L’attenzione sugli accampamenti in Place de Stalingrad è notevolmente aumentata dopo lo sgombero della jungle di Calais.

François Guennoc, segretario dell’Auberge des migrants (associazione umanitaria presente anche a Calais), parla di tre-quattro mila migranti che non hanno voluto o potuto entrare nel dispositivo di accoglienza francese, lasciando il campo in modo indipendente. Molti hanno riparato nelle cittadine portuali sulla costa attorno a Calais, alcuni si sono diretti verso il Belgio, altri verso Parigi.

Nei giorni precedenti lo sgombero di Calais, le associazioni che si occupano della distribuzione di cibo in Place de Stalingrad fornivano circa 700 pasti. A seguito dello sgombero i numeri sono saliti : ogni sera più di 1000 persone si mettono in fila per ristorarsi con un piatto caldo.

La sindaca di Parigi Anne Hidalgo ha scritto nei giorni scorsi al ministro dell’Interno Cazeneuve ribadendo la necessità di sgomberare gli accampamenti in Place de Stalingrad. «Non sono i migranti di Calais quelli che sono venuti a Parigi», ha assicurato François Hollande. Ma non è chiaro. Quello che sembra certo è che lo sgombero avverrà entro il fine settimana.

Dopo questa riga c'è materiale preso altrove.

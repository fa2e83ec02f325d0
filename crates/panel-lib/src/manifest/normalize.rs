//! Manifest normalization and identity checks
//!
//! Transformations run first (strip server-set fields, canonicalize
//! timestamps, normalize pod specs), then the checks run against the
//! transformed manifest. Every step is idempotent.

use super::structured::StructuredOrEmpty;
use super::timestamps::canonicalize_timestamps;
use super::{Manifest, UpdateTarget};
use crate::error::ValidationError;
use crate::kinds::{validate_object_name, ResourceKind};
use serde::Deserialize;
use serde_json::{Map, Value};

/// Metadata fields owned by the API server
pub const SERVER_METADATA_FIELDS: &[&str] =
    &["uid", "resourceVersion", "managedFields", "creationTimestamp"];

const CONTAINER_LISTS: &[&str] = &["containers", "initContainers"];

pub fn normalize_for_update(
    manifest: Value,
    target: &UpdateTarget,
) -> Result<Manifest, ValidationError> {
    let mut map = into_object(manifest)?;
    transform(&mut map, target.kind)?;

    for field in ["apiVersion", "kind", "metadata", "spec"] {
        require(&map, field)?;
    }
    check_type(&map, target.kind)?;

    let metadata = metadata(&map)?;
    check_metadata_field(metadata, "name", "metadata.name", &target.name)?;
    if let Some(namespace) = target.namespace.as_deref() {
        check_metadata_field(metadata, "namespace", "metadata.namespace", namespace)?;
    }

    Ok(Manifest::from_map(map))
}

/// Normalize a manifest for creation. `spec` is optional and namespaced
/// kinds fall back to the `default` namespace.
pub fn normalize_for_create(
    manifest: Value,
    kind: ResourceKind,
) -> Result<Manifest, ValidationError> {
    let mut map = into_object(manifest)?;
    transform(&mut map, kind)?;

    for field in ["apiVersion", "kind", "metadata"] {
        require(&map, field)?;
    }
    check_type(&map, kind)?;

    let metadata = metadata_mut(&mut map)?;
    let name = metadata
        .get("name")
        .and_then(Value::as_str)
        .ok_or(ValidationError::MissingField("metadata.name"))?;
    validate_object_name("metadata.name", name)?;

    if kind.namespaced() {
        let namespace = metadata
            .entry("namespace")
            .or_insert_with(|| Value::String("default".to_string()));
        let namespace = namespace
            .as_str()
            .ok_or_else(|| ValidationError::invalid("metadata.namespace", "must be a string"))?;
        validate_object_name("metadata.namespace", namespace)?;
    }

    Ok(Manifest::from_map(map))
}

fn into_object(manifest: Value) -> Result<Map<String, Value>, ValidationError> {
    match manifest {
        Value::Object(map) => Ok(map),
        _ => Err(ValidationError::invalid("manifest", "must be an object")),
    }
}

fn transform(map: &mut Map<String, Value>, kind: ResourceKind) -> Result<(), ValidationError> {
    strip_server_fields(map);

    for value in map.values_mut() {
        canonicalize_timestamps(value);
    }

    let (pod_spec, path) = match kind {
        ResourceKind::Pod => (map.get_mut("spec"), "spec"),
        ResourceKind::Deployment => (
            map.get_mut("spec")
                .and_then(|s| s.get_mut("template"))
                .and_then(|t| t.get_mut("spec")),
            "spec.template.spec",
        ),
        _ => (None, ""),
    };

    match pod_spec {
        Some(Value::Object(spec)) => normalize_pod_spec(spec, path),
        Some(Value::Null) | None => Ok(()),
        Some(_) => Err(ValidationError::invalid(path, "must be an object")),
    }
}

fn strip_server_fields(map: &mut Map<String, Value>) {
    map.remove("status");
    if let Some(Value::Object(metadata)) = map.get_mut("metadata") {
        for field in SERVER_METADATA_FIELDS {
            metadata.remove(*field);
        }
    }
}

fn normalize_pod_spec(spec: &mut Map<String, Value>, path: &str) -> Result<(), ValidationError> {
    spec.entry("containers")
        .or_insert_with(|| Value::Array(Vec::new()));

    for list_key in CONTAINER_LISTS {
        let Some(slot) = spec.get_mut(*list_key) else {
            continue;
        };
        let list_path = format!("{}.{}", path, list_key);
        let mut containers = coerce_container_list(slot.take(), &list_path)?;
        for (index, container) in containers.iter_mut().enumerate() {
            normalize_container(container, &format!("{}[{}]", list_path, index))?;
        }
        *slot = Value::Array(containers);
    }

    if let Some(security_context) = spec.get_mut("securityContext") {
        coerce_structured(security_context, &format!("{}.securityContext", path))?;
    }

    Ok(())
}

fn looks_like_container(map: &Map<String, Value>) -> bool {
    map.contains_key("name") || map.contains_key("image")
}

/// A map is keyed by container name only when every entry is a container
fn is_keyed_containers(map: &Map<String, Value>) -> bool {
    map.values()
        .all(|v| v.as_object().is_some_and(looks_like_container))
}

fn coerce_container_list(value: Value, path: &str) -> Result<Vec<Value>, ValidationError> {
    match value {
        Value::Null => Ok(Vec::new()),
        Value::Array(items) => Ok(items),
        Value::Object(map) if map.is_empty() => Ok(Vec::new()),
        Value::Object(map) if !looks_like_container(&map) && is_keyed_containers(&map) => {
            Ok(map.into_iter().map(|(_, container)| container).collect())
        }
        Value::Object(map) => Ok(vec![Value::Object(map)]),
        _ => Err(ValidationError::invalid(path, "must be a list of containers")),
    }
}

fn normalize_container(container: &mut Value, path: &str) -> Result<(), ValidationError> {
    let Value::Object(container) = container else {
        return Err(ValidationError::invalid(path, "must be an object"));
    };

    if let Some(security_context) = container.get_mut("securityContext") {
        coerce_structured(security_context, &format!("{}.securityContext", path))?;
    }

    if let Some(resources) = container.get_mut("resources") {
        let resources_path = format!("{}.resources", path);
        coerce_structured(resources, &resources_path)?;
        if let Value::Object(resources) = resources {
            for key in ["limits", "requests"] {
                if let Some(slot) = resources.get_mut(key) {
                    coerce_structured(slot, &format!("{}.{}", resources_path, key))?;
                }
            }
        }
    }

    Ok(())
}

fn coerce_structured(slot: &mut Value, path: &str) -> Result<(), ValidationError> {
    let decoded = StructuredOrEmpty::deserialize(slot.take())
        .map_err(|e| ValidationError::invalid(path, e.to_string()))?;
    *slot = decoded.into_value();
    Ok(())
}

fn require(map: &Map<String, Value>, field: &'static str) -> Result<(), ValidationError> {
    match map.get(field) {
        Some(Value::Null) | None => Err(ValidationError::MissingField(field)),
        Some(_) => Ok(()),
    }
}

fn display(value: Option<&Value>) -> String {
    match value {
        Some(Value::String(s)) => s.clone(),
        Some(other) => other.to_string(),
        None => "<none>".to_string(),
    }
}

fn check_equals(
    map: &Map<String, Value>,
    key: &str,
    field: &'static str,
    expected: &str,
) -> Result<(), ValidationError> {
    let actual = map.get(key);
    if actual.and_then(Value::as_str) == Some(expected) {
        Ok(())
    } else {
        Err(ValidationError::Mismatch {
            field,
            expected: expected.to_string(),
            actual: display(actual),
        })
    }
}

fn check_type(map: &Map<String, Value>, kind: ResourceKind) -> Result<(), ValidationError> {
    check_equals(map, "apiVersion", "apiVersion", kind.api_version())?;
    check_equals(map, "kind", "kind", kind.kind())
}

fn check_metadata_field(
    metadata: &Map<String, Value>,
    key: &str,
    field: &'static str,
    expected: &str,
) -> Result<(), ValidationError> {
    match metadata.get(key) {
        Some(Value::Null) | None => Err(ValidationError::MissingField(field)),
        Some(_) => check_equals(metadata, key, field, expected),
    }
}

fn metadata(map: &Map<String, Value>) -> Result<&Map<String, Value>, ValidationError> {
    map.get("metadata")
        .and_then(Value::as_object)
        .ok_or_else(|| ValidationError::invalid("metadata", "must be an object"))
}

fn metadata_mut(map: &mut Map<String, Value>) -> Result<&mut Map<String, Value>, ValidationError> {
    map.get_mut("metadata")
        .and_then(Value::as_object_mut)
        .ok_or_else(|| ValidationError::invalid("metadata", "must be an object"))
}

Per impedire la costituzione di nuovi accampamenti sulle strade della capitale, la sindaca aveva annunciato a inizio settembre l’apertura di un «centro d’accoglienza umanitario» nei pressi di Porte de la Chapelle, nel nord della città. Avrebbe dovuto entrare in funzione già da metà ottobre, ma il progetto ha subito dei rallentamenti. Il centro dovrebbe prendersi carico dei migranti per un periodo che va dai cinque ai dieci giorni, per poi ripartirli nei vari Cao (Centres d’accueil et orientation) disseminati su tutto il territorio nazionale, gli stessi dove sono stati trasferiti i migranti di Calais. Il campo potrà ospitare fino a 600 persone e dovrebbe aprire le sue porte nei prossimi giorni, secondo Colombe Brossel, vice sindaco di Parigi. Ma la maggior parte dei migranti vuole raggiungere il Regno Unito. Difficilmente accetterà questa soluzione.

Nel nord della capitale è nata la variante urbana della jungle di Calais. L’accampamento si allarga, ogni giorno nuovi migranti raggiungono Parigi, ma in Place de Stalingrad non ci sono tende per tutti. Molti dormono per strada. Di notte la colonnina di mercurio sfiora lo zero.

La vita prosegue frenetica. Persone entrano ed escono dal metro, gli accampamenti sembrano ormai più un arredo urbano che un’emergenza umanitaria in carne ed ossa. Alcuni commercianti della zona si lamentano : «Questa situazione non è più sopportabile. Ho perso il 50% dei miei affari da quando queste persone vivono qui», dichiara il proprietario di un bar su Avenue Jean Jaures, sotto la garanzia d’anonimato. «Cerco di passare di qui il meno possibile, c’è puzza di escrementi, è disgustoso, fanno pipì dappertutto. Ci sono delle persone che gli forniscono del cibo, è naturale che si ammassino tutti qui», assicura con una smorfia Claire, 30 anni, impiegata, che ha un appartamento che dà sugli accampamenti.

Molti abitanti del quartiere hanno organizzato distribuzioni di cibo tre volte al giorno. «Siamo semplici cittadini, facciamo quel che possiamo per alleviare i dolori di queste persone. Dormire per strada è terribile, che almeno possano riscaldarsi con un pasto caldo», dice Anne. Sono molte le associazioni presenti, si incaricano di fornire cibo, cure mediche, corsi di lingua e beni di prima necessità.

Tra queste c’è Baam (Bureau d’accueil et d’accompagnement des migrants), che offre corsi di francese ai migranti di Place de Stalingrad, oltre che un supporto legale per i richiedenti asilo. Ogni sera duecento migranti si siedono sulle gradinate della piazza dove i volontari, studenti, cittadini, dispensano i corsi. «Liberté, égalité, fraternité significa questo» chiosa Manuel, studente di science politiche.